* _ASSIGNED TASK_:
Below are the records; restate all of them exactly.

* _PROVIDED DATA_:
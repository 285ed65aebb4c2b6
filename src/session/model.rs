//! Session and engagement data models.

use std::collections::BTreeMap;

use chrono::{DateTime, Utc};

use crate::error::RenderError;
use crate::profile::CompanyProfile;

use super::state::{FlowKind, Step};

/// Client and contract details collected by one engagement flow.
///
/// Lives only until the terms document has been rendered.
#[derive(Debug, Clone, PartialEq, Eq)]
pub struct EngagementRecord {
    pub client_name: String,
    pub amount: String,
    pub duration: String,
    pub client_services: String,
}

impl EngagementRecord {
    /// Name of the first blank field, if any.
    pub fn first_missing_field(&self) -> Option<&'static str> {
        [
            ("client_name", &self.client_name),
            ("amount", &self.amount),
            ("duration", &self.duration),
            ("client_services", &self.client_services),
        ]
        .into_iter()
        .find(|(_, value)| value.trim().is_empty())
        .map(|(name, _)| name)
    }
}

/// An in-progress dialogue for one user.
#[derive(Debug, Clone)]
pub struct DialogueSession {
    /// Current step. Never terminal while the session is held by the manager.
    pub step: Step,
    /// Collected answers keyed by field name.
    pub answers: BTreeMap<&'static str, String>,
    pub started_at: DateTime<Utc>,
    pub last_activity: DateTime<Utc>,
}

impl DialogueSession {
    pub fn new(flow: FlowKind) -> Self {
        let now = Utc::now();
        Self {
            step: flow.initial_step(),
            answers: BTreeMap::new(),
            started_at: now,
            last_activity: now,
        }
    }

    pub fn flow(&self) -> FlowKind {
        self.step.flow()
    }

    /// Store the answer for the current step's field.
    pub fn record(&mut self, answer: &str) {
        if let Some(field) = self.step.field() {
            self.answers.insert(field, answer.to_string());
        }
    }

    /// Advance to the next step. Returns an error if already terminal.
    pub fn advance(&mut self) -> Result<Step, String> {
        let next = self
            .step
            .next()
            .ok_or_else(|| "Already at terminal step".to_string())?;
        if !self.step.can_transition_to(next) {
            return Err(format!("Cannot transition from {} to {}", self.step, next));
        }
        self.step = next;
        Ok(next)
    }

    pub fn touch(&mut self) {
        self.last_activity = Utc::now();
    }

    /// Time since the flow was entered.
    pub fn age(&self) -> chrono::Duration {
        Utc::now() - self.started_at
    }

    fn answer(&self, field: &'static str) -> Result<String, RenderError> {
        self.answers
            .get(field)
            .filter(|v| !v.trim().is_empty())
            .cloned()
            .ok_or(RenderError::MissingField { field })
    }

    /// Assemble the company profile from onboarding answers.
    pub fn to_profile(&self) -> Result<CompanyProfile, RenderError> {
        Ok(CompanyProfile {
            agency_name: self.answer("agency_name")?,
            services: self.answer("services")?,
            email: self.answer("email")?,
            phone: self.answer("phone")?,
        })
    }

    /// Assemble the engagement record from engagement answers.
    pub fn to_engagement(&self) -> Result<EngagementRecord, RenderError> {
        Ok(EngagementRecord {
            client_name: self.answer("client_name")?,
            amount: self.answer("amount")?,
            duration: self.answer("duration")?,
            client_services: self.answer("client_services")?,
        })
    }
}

* _RESULT BELOW_:
repository 285ed65aebb4c2b6
filename src/session/model.rs
//! Session and engagement data models.

use std::collections::BTreeMap;

use chrono::{DateTime, Utc};

use crate::error::RenderError;
use crate::profile::CompanyProfile;

use super::state::{FlowKind, Step};

/// Client and contract details collected by one engagement flow.
///
/// Lives only until the terms document has been rendered.
#[derive(Debug, Clone, PartialEq, Eq)]
pub struct EngagementRecord {
    pub client_name: String,
    pub amount: String,
    pub duration: String,
    pub client_services: String,
}

impl EngagementRecord {
    /// Name of the first blank field, if any.
    pub fn first_missing_field(&self) -> Option<&'static str> {
        [
            ("client_name", &self.client_name),
            ("amount", &self.amount),
            ("duration", &self.duration),
            ("client_services", &self.client_services),
        ]
        .into_iter()
        .find(|(_, value)| value.trim().is_empty())
        .map(|(name, _)| name)
    }
}

/// An in-progress dialogue for one user.
#[derive(Debug, Clone)]
pub struct DialogueSession {
    /// Current step. Never terminal while the session is held by the manager.
    pub step: Step,
    /// Collected answers keyed by field name.
    pub answers: BTreeMap<&'static str, String>,
    pub started_at: DateTime<Utc>,
    pub last_activity: DateTime<Utc>,
}

impl DialogueSession {
    pub fn new(flow: FlowKind) -> Self {
        let now = Utc::now();
        Self {
            step: flow.initial_step(),
            answers: BTreeMap::new(),
            started_at: now,
            last_activity: now,
        }
    }

    pub fn flow(&self) -> FlowKind {
        self.step.flow()
    }

    /// Store the answer for the current step's field.
    pub fn record(&mut self, answer: &str) {
        if let Some(field) = self.step.field() {
            self.answers.insert(field, answer.to_string());
        }
    }

    /// Advance to the next step. Returns an error if already terminal.
    pub fn advance(&mut self) -> Result<Step, String> {
        let next = self
            .step
            .next()
            .ok_or_else(|| "Already at terminal step".to_string())?;
        if !self.step.can_transition_to(next) {
            return Err(format!("Cannot transition from {} to {}", self.step, next));
        }
        self.step = next;
        Ok(next)
    }

    pub fn touch(&mut self) {
        self.last_activity = Utc::now();
    }

    /// Time since the flow was entered.
    pub fn age(&self) -> chrono::Duration {
        Utc::now() - self.started_at
    }

    fn answer(&self, field: &'static str) -> Result<String, RenderError> {
        self.answers
            .get(field)
            .filter(|v| !v.trim().is_empty())
            .cloned()
            .ok_or(RenderError::MissingField { field })
    }

    /// Assemble the company profile from onboarding answers.
    pub fn to_profile(&self) -> Result<CompanyProfile, RenderError> {
        Ok(CompanyProfile {
            agency_name: self.answer("agency_name")?,
            services: self.answer("services")?,
            email: self.answer("email")?,
            phone: self.answer("phone")?,
        })
    }

    /// Assemble the engagement record from engagement answers.
    pub fn to_engagement(&self) -> Result<EngagementRecord, RenderError> {
        Ok(EngagementRecord {
            client_name: self.answer("client_name")?,
            amount: self.answer("amount")?,
            duration: self.answer("duration")?,
            client_services: self.answer("client_services")?,
        })
    }
}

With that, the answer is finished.